UN rights probe into Syria abuses seeks unconditional talks with Assad

U.N. war crimes investigators said Thursday they have asked for an urgent meeting with President Bashar Assad to press for a firsthand look at his war-torn nation.

Since last year an independent commission appointed by the U.N. Human Rights Council has unsuccessfully sought unrestricted access to Syria.

Sergio Pinheiro, the Brazilian professor and diplomat who heads the four-person panel, has only been allowed into Damascus for a weekend last summer to meet with government officials and some families affected by the violence.

Instead, the panel has gathered nearly all of its evidence of suspected war crimes and other abuses from more than 1,100 interviews with victims and others who have fled Syria.

Activists say more than 35,000 people have been killed since the start of the anti-Assad uprising that began in March 2011.

"We'll again seek our access to Syria and we decided to send a letter to President Assad calling for a meeting," Pinheiro told reporters at the U.N.'s European headquarters in Geneva, after a first meeting of the newly reconstituted panel that now includes Carla del Ponte, a former U.N. war crimes prosecutor. "We expect that he will receive us in Damascus."

Pinheiro said the panel had a "duty" to demand access to Syria. "We intend to go there without conditionalities," he added.

Del Ponte, who also served as Swiss attorney general, spent eight years with the International Criminal Tribunal for the former Yugoslavia pursuing former Yugoslav nationalist leader Slobodan Milosevic, who died in 2006 while on trial for his crackdown on ethnic Albanian separatists in Kosovo, a province of Serbia.

Asked whether she sees similarities with Syria, del Ponte replied yes.

"The similarity of both is that we are handling the same crimes: crimes against humanity and war crimes, for sure," she said.

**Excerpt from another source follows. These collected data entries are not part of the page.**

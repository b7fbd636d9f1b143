//! Pipeline errors
//!
//! Only the fatal conditions live here. Unsupported entities and per-file
//! conversion failures are reported in the run summary instead.

use thiserror::Error;

use crate::dedup::ConflictReport;
use crate::manifest::ManifestFailure;
use crate::orchestrator::ExportFailure;

/// Errors that abort an export run
#[derive(Error, Debug)]
pub enum PipelineError {
    #[error("Scene error: {0}")]
    Scene(#[from] sceneport_core::Error),

    #[error("I/O error: {0}")]
    Io(#[from] std::io::Error),

    #[error("Serialization error: {0}")]
    Serialization(#[from] serde_json::Error),

    #[error("Invalid configuration: {0}")]
    Config(String),

    #[error("Failed to write {} manifest(s): {:?}", .failures.len(), .failures)]
    ManifestWrite { failures: Vec<ManifestFailure> },

    #[error("Conflicting geometry under shared logical names\n{0}")]
    Conflict(ConflictReport),

    #[error("Native export failed for '{entity}': {source}")]
    NativeExport {
        entity: String,
        #[source]
        source: ExportFailure,
    },

    #[error("Failed to restore transform of '{entity}': {source}")]
    TransformRestore {
        entity: String,
        #[source]
        source: sceneport_core::Error,
    },

    #[error("Worker pool error: {0}")]
    WorkerPool(String),
}

/// Result type alias for pipeline operations
pub type PipelineResult<T> = Result<T, PipelineError>;

impl PipelineError {
    pub fn config(message: impl Into<String>) -> Self {
        PipelineError::Config(message.into())
    }

    /// Whether the run stopped before any native export was attempted
    pub fn is_pre_export(&self) -> bool {
        matches!(
            self,
            PipelineError::Config(_) | PipelineError::ManifestWrite { .. } | PipelineError::Conflict(_)
        )
    }
}
/// Replace the contents of the store visible through `conn` with `parsed`.
///
/// Runs inside the caller's transaction; any error leaves it to roll back.
fn load_snapshot(conn: &Connection, parsed: ParsedSnapshot) -> Result<ImportSummary> {
    let summary = parsed.summary();
    storage::clear_all(conn)?;

    for (line, record) in parsed.features {
        let feature = Feature::from(record);
        feature
            .validate()
            .map_err(|e| eyre::eyre!(StoreError::Validation(e)))
            .with_context(|| format!("Invalid feature on snapshot line {}", line))?;
        if storage::feature_exists(conn, &feature.name)? {
            return Err(eyre::eyre!(StoreError::DuplicateName {
                entity: Entity::Feature,
                name: feature.name,
            }));
        }
        storage::insert_feature(conn, &feature)?;
    }
    storage::ensure_default_feature(conn)?;

    for (line, record) in parsed.tasks {
        let task = record
            .into_task()
            .and_then(|t| t.validate().map(|_| t).map_err(StoreError::from))
            .map_err(|e| eyre::eyre!(e))
            .with_context(|| format!("Invalid task on snapshot line {}", line))?;
        if storage::task_exists(conn, &task.name)? {
            return Err(eyre::eyre!(StoreError::DuplicateName {
                entity: Entity::Task,
                name: task.name,
            }));
        }
        if !storage::feature_exists(conn, &task.feature_name)? {
            return Err(eyre::eyre!(StoreError::NotFound {
                entity: Entity::Feature,
                name: task.feature_name,
            }));
        }
        storage::insert_task(conn, &task)?;
    }

    for (line, dep) in parsed.dependencies {
        insert_dependency(conn, &dep.task_name, &dep.depends_on_task_name)
            .with_context(|| format!("Invalid dependency on snapshot line {}", line))?;
    }

    Ok(summary)
}

impl Store {
    /// Write a snapshot of the whole graph.
    pub fn export_snapshot<W: Write>(&self, mut out: W) -> Result<()> {
        let tx = self.storage().begin_read()?;
        write_snapshot(&tx, &mut out)
    }

    /// Snapshot of the whole graph as a string.
    pub fn export_string(&self) -> Result<String> {
        let mut buf = Vec::new();
        self.export_snapshot(&mut buf)?;
        Ok(String::from_utf8(buf)?)
    }

    /// Write a snapshot file, replacing `path` atomically.
    ///
    /// The snapshot is written to a uniquely named temp file next to `path`
    /// that is removed again if anything fails before the rename.
    pub fn export_to_path(&self, path: &Path) -> Result<()> {
        let parent = match path.parent().filter(|p| !p.as_os_str().is_empty()) {
            Some(parent) => {
                fs::create_dir_all(parent)
                    .with_context(|| format!("Failed to create directory {}", parent.display()))?;
                parent
            }
            None => Path::new("."),
        };

        let mut tmp = NamedTempFile::new_in(parent)
            .with_context(|| format!("Failed to create temp file in {}", parent.display()))?;
        self.export_snapshot(BufWriter::new(tmp.as_file_mut()))?;
        tmp.persist(path)
            .with_context(|| format!("Failed to replace {}", path.display()))?;

        debug!("Exported snapshot to {}", path.display());
        Ok(())
    }

    /// Import a snapshot. All records load in one transaction: either the
    /// whole snapshot lands or the store is unchanged.
    pub fn import_snapshot<R: BufRead>(&mut self, reader: R, mode: ImportMode) -> Result<ImportSummary> {
        let parsed = parse_snapshot(reader)?;

        let tx = self.storage_mut().begin_write()?;
        if mode == ImportMode::MergeIfAbsent && !storage::is_empty(&tx)? {
            return Err(snapshot_err(SnapshotError::DestinationNotEmpty));
        }
        let summary = load_snapshot(&tx, parsed)?;
        tx.commit().context("Failed to commit snapshot import")?;

        info!(
            "Imported snapshot: {} features, {} tasks, {} dependencies",
            summary.features, summary.tasks, summary.dependencies
        );
        self.after_commit();
        Ok(summary)
    }

    /// Import a snapshot file.
    pub fn import_from_path(&mut self, path: &Path, mode: ImportMode) -> Result<ImportSummary> {
        let file = fs::File::open(path).with_context(|| format!("Failed to open snapshot {}", path.display()))?;
        self.import_snapshot(BufReader::new(file), mode)
    }
}
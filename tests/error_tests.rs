//! Integration tests for error handling.
//!
//! Every rejected mutation must return a specific error kind and leave the
//! graph exactly as it was.

mod common;

use common::{TestEnv, store_error};
use std::sync::{Arc, Barrier};
use std::thread;
use tasktree::{Entity, ErrorKind, FeaturePatch, NewTask, Status, Store, StoreError, TaskPatch, ValidationError};
use tempfile::TempDir;

// =============================================================================
// Not Found Tests
// =============================================================================

#[test]
fn test_get_nonexistent_task_returns_none() {
    let env = TestEnv::new();
    assert!(env.store.get_task("missing").unwrap().is_none());
}

#[test]
fn test_update_nonexistent_task_fails() {
    let mut env = TestEnv::new();

    let err = store_error(env.store.update_task("missing", TaskPatch::new().priority(1)));
    assert_eq!(
        err,
        StoreError::NotFound {
            entity: Entity::Task,
            name: "missing".to_string()
        }
    );
}

#[test]
fn test_delete_nonexistent_task_fails() {
    let mut env = TestEnv::new();
    let err = store_error(env.store.delete_task("missing"));
    assert!(matches!(err, StoreError::NotFound { entity: Entity::Task, .. }));
}

#[test]
fn test_dependency_on_nonexistent_task_fails() {
    let mut env = TestEnv::new();
    env.create_task("real");

    let err = store_error(env.store.add_dependency("real", "ghost"));
    assert_eq!(
        err,
        StoreError::NotFound {
            entity: Entity::Task,
            name: "ghost".to_string()
        }
    );

    let err = store_error(env.store.add_dependency("ghost", "real"));
    assert!(matches!(err, StoreError::NotFound { .. }));
}

#[test]
fn test_task_in_unknown_feature_fails() {
    let mut env = TestEnv::new();
    let err = store_error(env.store.add_task(NewTask::new("a", "desc").feature("nope")));
    assert_eq!(
        err,
        StoreError::NotFound {
            entity: Entity::Feature,
            name: "nope".to_string()
        }
    );

    env.create_task("b");
    let err = store_error(env.store.update_task("b", TaskPatch::new().feature("nope")));
    assert!(matches!(err, StoreError::NotFound { entity: Entity::Feature, .. }));
}

// =============================================================================
// Validation Tests
// =============================================================================

#[test]
fn test_priority_out_of_range() {
    let mut env = TestEnv::new();
    let err = store_error(env.store.add_task(NewTask::new("a", "desc").priority(11)));
    assert_eq!(err, StoreError::Validation(ValidationError::InvalidPriority(11)));

    env.create_task("b");
    let err = store_error(env.store.update_task("b", TaskPatch::new().priority(200)));
    assert_eq!(err, StoreError::Validation(ValidationError::InvalidPriority(200)));
}

#[test]
fn test_name_too_long() {
    let mut env = TestEnv::new();
    let name = "n".repeat(56);
    let err = store_error(env.store.add_task(NewTask::new(&name, "desc")));
    assert_eq!(err, StoreError::Validation(ValidationError::NameTooLong(name)));

    let err = store_error(env.store.add_feature(&"f".repeat(56), None, true));
    assert!(matches!(err, StoreError::Validation(ValidationError::NameTooLong(_))));
}

#[test]
fn test_empty_name_and_description() {
    let mut env = TestEnv::new();
    let err = store_error(env.store.add_task(NewTask::new("", "desc")));
    assert_eq!(err, StoreError::Validation(ValidationError::EmptyName));

    let err = store_error(env.store.add_task(NewTask::new("a", "")));
    assert_eq!(err, StoreError::Validation(ValidationError::EmptyDescription));
}

#[test]
fn test_invalid_status_text() {
    let err = "done".parse::<Status>().unwrap_err();
    assert_eq!(err, ValidationError::InvalidStatus("done".to_string()));
}

// =============================================================================
// Duplicate Tests
// =============================================================================

#[test]
fn test_duplicate_task_name() {
    let mut env = TestEnv::new();
    env.create_task("a");
    let err = store_error(env.store.add_task(NewTask::new("a", "again")));
    assert_eq!(
        err,
        StoreError::DuplicateName {
            entity: Entity::Task,
            name: "a".to_string()
        }
    );
}

#[test]
fn test_duplicate_edge() {
    let mut env = TestEnv::new();
    env.create_task("a");
    env.create_task("b");
    env.add_dep("a", "b");

    let err = store_error(env.store.add_dependency("a", "b"));
    assert_eq!(
        err,
        StoreError::DuplicateEdge {
            task: "a".to_string(),
            depends_on: "b".to_string()
        }
    );
}

// =============================================================================
// Transition Tests
// =============================================================================

#[test]
fn test_complete_pending_task_fails() {
    let mut env = TestEnv::new();
    env.create_task("a");

    let err = store_error(env.store.complete_task("a"));
    assert_eq!(
        err,
        StoreError::InvalidTransition {
            name: "a".to_string(),
            from: Status::Pending,
            to: Status::Completed
        }
    );
}

#[test]
fn test_start_completed_task_fails() {
    let mut env = TestEnv::new();
    env.create_task("a");
    env.finish("a");

    let err = store_error(env.store.start_task("a"));
    assert!(matches!(
        err,
        StoreError::InvalidTransition {
            from: Status::Completed,
            to: Status::InProgress,
            ..
        }
    ));
}

#[test]
fn test_start_blocked_task_allowed() {
    let mut env = TestEnv::new();
    env.create_task("a");
    env.store
        .update_task("a", TaskPatch::new().status(Status::Blocked))
        .unwrap();

    let task = env.store.start_task("a").unwrap();
    assert_eq!(task.status, Status::InProgress);
}

// =============================================================================
// Feature Errors
// =============================================================================

#[test]
fn test_delete_feature_in_use() {
    let mut env = TestEnv::new();
    env.store.add_feature("ui", None, true).unwrap();
    env.store.add_task(NewTask::new("button", "desc").feature("ui")).unwrap();

    let err = store_error(env.store.delete_feature("ui"));
    assert_eq!(
        err,
        StoreError::FeatureInUse {
            name: "ui".to_string(),
            tasks: 1
        }
    );
    assert!(env.store.get_feature("ui").unwrap().is_some());
}

#[test]
fn test_update_unknown_feature() {
    let mut env = TestEnv::new();
    let err = store_error(env.store.update_feature("nope", FeaturePatch::default()));
    assert!(matches!(err, StoreError::NotFound { entity: Entity::Feature, .. }));
}

// =============================================================================
// Atomicity Tests
// =============================================================================

#[test]
fn test_failed_add_task_leaves_graph_unchanged() {
    let mut env = TestEnv::new();
    env.create_task("a");
    env.create_task("b");
    env.add_dep("b", "a");

    let tasks_before = env.all_tasks();
    let deps_before = env.all_deps();

    // Second dependency is missing: the task and its first edge must not land
    let result = env
        .store
        .add_task(NewTask::new("c", "desc").depends_on("a").depends_on("ghost"));
    assert!(result.is_err());

    assert_eq!(env.all_tasks(), tasks_before);
    assert_eq!(env.all_deps(), deps_before);
}

#[test]
fn test_failed_add_task_with_duplicate_dependency_leaves_graph_unchanged() {
    let mut env = TestEnv::new();
    env.create_task("a");
    let before = env.all_tasks();

    let err = store_error(env.store.add_task(NewTask::new("c", "desc").depends_on("a").depends_on("a")));
    assert!(matches!(err, StoreError::DuplicateEdge { .. }));
    assert_eq!(env.all_tasks(), before);
    assert!(env.all_deps().is_empty());
}

#[test]
fn test_failed_update_leaves_task_unchanged() {
    let mut env = TestEnv::new();
    let original = env.create_task_with_priority("a", 3);

    let result = env.store.update_task(
        "a",
        TaskPatch::new()
            .status(Status::InProgress)
            .description("new")
            .feature("nope"),
    );
    assert!(result.is_err());
    assert_eq!(env.task("a"), original);
}

#[test]
fn test_failed_transaction_visible_to_second_connection() {
    let temp_dir = TempDir::new().unwrap();
    let db = temp_dir.path().join("tasktree.db");
    let mut writer = Store::open(&db).unwrap();
    let reader = Store::open(&db).unwrap();

    writer.add_task(NewTask::new("a", "desc")).unwrap();
    let _ = writer.add_task(NewTask::new("b", "desc").depends_on("ghost"));

    assert!(reader.get_task("a").unwrap().is_some());
    assert!(reader.get_task("b").unwrap().is_none());
}

#[test]
fn test_error_kind_classification() {
    let mut env = TestEnv::new();
    env.create_task("a");

    let err = env.store.add_dependency("a", "a").unwrap_err();
    assert_eq!(ErrorKind::of(&err), ErrorKind::SelfDependency);

    let err = env.store.complete_task("a").unwrap_err();
    assert_eq!(ErrorKind::of(&err), ErrorKind::InvalidTransition);

    let err = env.store.add_task(NewTask::new("a", "dup")).unwrap_err();
    assert_eq!(ErrorKind::of(&err), ErrorKind::DuplicateName);
    assert!(err.to_string().contains("'a'"));
}

// =============================================================================
// Concurrent Writers
// =============================================================================

/// Run `op` on two threads at once, each with its own connection to `db`.
fn race<T: Send + 'static>(
    db: &std::path::Path,
    op: impl Fn(&mut Store, usize) -> eyre::Result<T> + Send + Sync + 'static,
) -> Vec<eyre::Result<T>> {
    let barrier = Arc::new(Barrier::new(2));
    let op = Arc::new(op);
    let handles: Vec<_> = (0..2)
        .map(|i| {
            let db = db.to_path_buf();
            let barrier = Arc::clone(&barrier);
            let op = Arc::clone(&op);
            thread::spawn(move || {
                let mut store = Store::open(&db).unwrap();
                barrier.wait();
                op(&mut store, i)
            })
        })
        .collect();
    handles.into_iter().map(|h| h.join().unwrap()).collect()
}

#[test]
fn test_racing_reverse_edges_never_both_land() {
    let temp_dir = TempDir::new().unwrap();
    let db = temp_dir.path().join("tasktree.db");

    for round in 0..20 {
        let a = format!("a{round}");
        let b = format!("b{round}");
        {
            let mut store = Store::open(&db).unwrap();
            store.add_task(NewTask::new(&a, "desc")).unwrap();
            store.add_task(NewTask::new(&b, "desc")).unwrap();
        }

        let (x, y) = (a.clone(), b.clone());
        let results = race(&db, move |store, i| {
            if i == 0 {
                store.add_dependency(&x, &y)
            } else {
                store.add_dependency(&y, &x)
            }
        });
        assert_eq!(results.iter().filter(|r| r.is_ok()).count(), 1, "round {round}");

        let loser = results.into_iter().find_map(|r| r.err()).unwrap();
        assert_eq!(ErrorKind::of(&loser), ErrorKind::CircularDependency, "round {round}");

        let store = Store::open(&db).unwrap();
        assert_eq!(store.list_dependencies(Some(a.as_str())).unwrap().len(), 1);
    }
}

#[test]
fn test_racing_same_name_only_one_created() {
    let temp_dir = TempDir::new().unwrap();
    let db = temp_dir.path().join("tasktree.db");
    Store::open(&db).unwrap();

    for round in 0..20 {
        let name = format!("t{round}");
        let results = race(&db, move |store, i| {
            store.add_task(NewTask::new(name.as_str(), format!("writer {i}")))
        });
        assert_eq!(results.iter().filter(|r| r.is_ok()).count(), 1, "round {round}");

        let loser = results.into_iter().find_map(|r| r.err()).unwrap();
        assert_eq!(ErrorKind::of(&loser), ErrorKind::DuplicateName, "round {round}");
    }
}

The council, which is the U.N.'s top human rights body, appointed the panel to keep investigating at least until its meeting next March.

In its latest report in August, the investigators said Assad's regime and pro-government shabiha militia were directly responsible for the killing of more than 100 civilians in Houla in late May and numerous other murders, unlawful killings, acts of torture, rape and other sexual violence and indiscriminate attacks on civilians .

The panel also concluded that anti-government groups committed war crimes, including murder, extrajudicial killings and torture on a lesser frequency and scale.